Zucchini and summer squash were on sale at the grocery store. I grabbed about 7 small zucchinis and 4 small squash eager to have a taste of summer. I hoped the kids would be as excited as I was! Zucchini and summer squash are mild flavored veggies and make a great side dish for any meal. They are very low in calories and contain fiber plus Vitamins A and C. Vegetables like these are great ways to fill up your family's plates without adding a lot of calories.

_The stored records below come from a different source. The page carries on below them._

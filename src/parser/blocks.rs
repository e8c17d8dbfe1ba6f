//! Lexical block scanner
//!
//! Finds keyword-introduced, brace-delimited blocks (`function foo(..) { .. }`,
//! `rule bar { .. }`, `methods { .. }`) in Solidity and CVL text without a grammar.
//! Keywords and delimiters are matched on a copy of the text with comments and
//! string contents masked, so neither ever opens a block. Spans and block
//! text always refer to the original.

use regex::Regex;

/// How a block's extent is decided once its keyword has been found
#[derive(Debug, Clone, Copy, PartialEq, Eq)]
pub enum BlockEnd {
    /// From the first `{`, until nesting depth returns to zero
    Balanced,
    /// Until the first `;` at depth zero, or the last of a run of top-level brace groups
    Statement,
}

/// A block located in a text
#[derive(Debug, Clone, PartialEq, Eq)]
pub struct Block {
    /// Identifier after the keyword (empty for `methods {`)
    pub name: String,
    /// Byte offset of the keyword
    pub start: usize,
    /// Byte offset one past the last byte of the block
    pub end: usize,
    /// 1-based line of the keyword
    pub start_line: usize,
    /// 1-based line of the last byte
    pub end_line: usize,
    /// Original text of the block
    pub text: String,
    /// False when delimiters never balanced and the span ran to end-of-text
    pub terminated: bool,
}

impl Block {
    pub fn lines(&self) -> Vec<String> {
        self.text.lines().map(String::from).collect()
    }
}

/// Scanner for one keyword
#[derive(Debug, Clone)]
pub struct BlockScanner {
    keyword: String,
    pattern: Regex,
    mode: BlockEnd,
}

impl BlockScanner {
    pub fn new(keyword: &str, mode: BlockEnd) -> Result<Self, regex::Error> {
        let pattern = Regex::new(&format!(
            r"\b{}\b\s*([A-Za-z0-9_]*)",
            regex::escape(keyword)
        ))?;
        Ok(BlockScanner {
            keyword: keyword.to_string(),
            pattern,
            mode,
        })
    }

    pub fn keyword(&self) -> &str {
        &self.keyword
    }

    /// Scan `text` for every block introduced by this scanner's keyword
    pub fn scan(&self, text: &str) -> Vec<Block> {
        let masked = mask_non_code(text);
        let bytes = masked.as_bytes();
        let mut blocks = Vec::new();

        for caps in self.pattern.captures_iter(&masked) {
            let Some(whole) = caps.get(0) else {
                continue;
            };
            let name = caps.get(1).map(|m| m.as_str()).unwrap_or_default();

            let found = match self.mode {
                BlockEnd::Balanced => balanced_end(bytes, whole.end()),
                BlockEnd::Statement => statement_end(bytes, whole.end()),
            };
            let Some((end, terminated)) = found else {
                continue;
            };
            if !terminated {
                log::debug!(
                    "unbalanced delimiters after `{} {}` (line {}), span runs to end of text",
                    self.keyword,
                    name,
                    line_of(bytes, whole.start())
                );
            }

            let start = whole.start();
            blocks.push(Block {
                name: name.to_string(),
                start,
                end,
                start_line: line_of(bytes, start),
                end_line: line_of(bytes, end.saturating_sub(1).max(start)),
                text: text.get(start..end).unwrap_or_default().to_string(),
                terminated,
            });
        }

        blocks
    }
}

/// Scan `text` for balanced `<keyword> <identifier> ... { ... }` blocks
pub fn scan_blocks(text: &str, keyword: &str) -> Result<Vec<Block>, regex::Error> {
    Ok(BlockScanner::new(keyword, BlockEnd::Balanced)?.scan(text))
}

/// 1-based line number of a byte offset
pub fn line_of(bytes: &[u8], offset: usize) -> usize {
    let offset = offset.min(bytes.len());
    bytes[..offset].iter().filter(|&&b| b == b'\n').count() + 1
}

/// Locate the end of a balanced block whose header starts at `from`.
///
/// Returns `None` for bodiless declarations (a `;` before any `{`) and when no
/// `{` follows at all.
fn balanced_end(bytes: &[u8], from: usize) -> Option<(usize, bool)> {
    let open = body_open(bytes, from)?;
    Some(match matching_close(bytes, open) {
        Some(close) => (close + 1, true),
        None => (bytes.len(), false),
    })
}

/// Position of the `{` that opens the body. A `filtered { .. }` clause is part
/// of the header, so its group is skipped.
fn body_open(bytes: &[u8], from: usize) -> Option<usize> {
    let mut i = from;
    while i < bytes.len() {
        match bytes[i] {
            b';' => return None,
            b'{' => {
                if header_ends_with(&bytes[from..i], b"filtered") {
                    match matching_close(bytes, i) {
                        Some(close) => {
                            i = close + 1;
                            continue;
                        }
                        None => return Some(i),
                    }
                }
                return Some(i);
            }
            _ => {}
        }
        i += 1;
    }
    None
}

fn header_ends_with(header: &[u8], word: &[u8]) -> bool {
    let trimmed = header.trim_ascii_end();
    if !trimmed.ends_with(word) {
        return false;
    }
    let before = trimmed.len() - word.len();
    before == 0 || !is_ident_byte(trimmed[before - 1])
}

/// Index of the `}` closing the `{` at `open`, if the text balances
fn matching_close(bytes: &[u8], open: usize) -> Option<usize> {
    let mut depth = 0usize;
    for (i, &b) in bytes.iter().enumerate().skip(open) {
        match b {
            b'{' => depth += 1,
            b'}' => {
                depth = depth.saturating_sub(1);
                if depth == 0 {
                    return Some(i);
                }
            }
            _ => {}
        }
    }
    None
}

/// Extent of a CVL invariant: `invariant name(args) expr;` or
/// `invariant name(args) expr filtered { .. } { preserved { .. } }`.
fn statement_end(bytes: &[u8], from: usize) -> Option<(usize, bool)> {
    let mut depth = 0usize;
    let mut i = from;
    while i < bytes.len() {
        match bytes[i] {
            b'(' | b'{' => depth += 1,
            b')' => depth = depth.saturating_sub(1),
            b'}' => {
                depth = depth.saturating_sub(1);
                if depth == 0 && !continues_with_group(bytes, i + 1) {
                    return Some((i + 1, true));
                }
            }
            b';' if depth == 0 => return Some((i + 1, true)),
            _ => {}
        }
        i += 1;
    }
    Some((bytes.len(), false))
}

fn continues_with_group(bytes: &[u8], at: usize) -> bool {
    let rest = bytes.get(at..).unwrap_or_default().trim_ascii_start();
    rest.starts_with(b"{")
        || (rest.starts_with(b"filtered")
            && !rest.get(b"filtered".len()).copied().is_some_and(is_ident_byte))
}

fn is_ident_byte(b: u8) -> bool {
    b.is_ascii_alphanumeric() || b == b'_'
}

/// Blank out comments and string-literal contents with spaces, keeping byte
/// offsets and newlines intact. Quote characters stay so `"http://..."` is not
/// read as a comment and `"rule x {"` never opens a block.
pub fn mask_non_code(text: &str) -> String {
    let bytes = text.as_bytes();
    let mut out = bytes.to_vec();
    let mut i = 0;

    while i < bytes.len() {
        match bytes[i] {
            quote @ (b'"' | b'\'') => {
                i += 1;
                while i < bytes.len() && bytes[i] != quote && bytes[i] != b'\n' {
                    let len = if bytes[i] == b'\\' { 2 } else { 1 };
                    for byte in out.iter_mut().skip(i).take(len) {
                        if *byte != b'\n' {
                            *byte = b' ';
                        }
                    }
                    i += len;
                }
                i += 1;
            }
            b'/' if bytes.get(i + 1) == Some(&b'/') => {
                while i < bytes.len() && bytes[i] != b'\n' {
                    out[i] = b' ';
                    i += 1;
                }
            }
            b'/' if bytes.get(i + 1) == Some(&b'*') => {
                let close = text[i + 2..].find("*/").map(|p| i + 2 + p + 2);
                let stop = close.unwrap_or(bytes.len());
                for (j, byte) in out.iter_mut().enumerate().take(stop).skip(i) {
                    if bytes[j] != b'\n' {
                        *byte = b' ';
                    }
                }
                i = stop;
            }
            _ => i += 1,
        }
    }

    String::from_utf8(out).unwrap_or_else(|_| text.to_string())
}

/// Whole-identifier occurrence of `word` in `text`
pub fn contains_word(text: &str, word: &str) -> bool {
    if word.is_empty() {
        return false;
    }
    let is_ident = |c: char| c.is_alphanumeric() || c == '_';
    text.match_indices(word).any(|(pos, _)| {
        let before_ok = text[..pos].chars().next_back().map_or(true, |c| !is_ident(c));
        let after_ok = text[pos + word.len()..]
            .chars()
            .next()
            .map_or(true, |c| !is_ident(c));
        before_ok && after_ok
    })
}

These vegetables are GREAT grilled, but since I wasn't planning to grill I sliced all but one of each (more about the whole ones later). I heated about 2 Tbsp of olive oil in a large nonstick skillet and added the zucchini/squash, sauteeing for about 10 minutes until they were tender and some were starting to brown. I added salt and pepper and the zest of a lemon, plus the juice from half of it. Lila got a kick out of watching me zest like a Food Network Chef, and Deacon just kept repeating the word “zucchini.” He got a real kick out of how funny it sounded.


Now back to the zucchini and squash I didn't slice. I made thin spears of these and served them to the kids alongside the cooked zucchini (my picture is actually from the next day's lunch).


The kids did their tasting at dinner and liked the contrast between the mild, crunchy raw veggies and the steamy, lemony cooked ones. Deacon seemed to prefer the cooked version, while Lila munched on the raw. I don't think Lila would have eaten many veggies if I had just served her the cooked ones. The sauteed veggies were the perfect texture for Ned to eat chopped in small pieces.

Kids like choices, so offering a variety of a healthy item like vegetables may encourage them to eat more.

Today's tip: Whenever possible, leave some of your vegetables raw so your children can taste them both raw and cooked.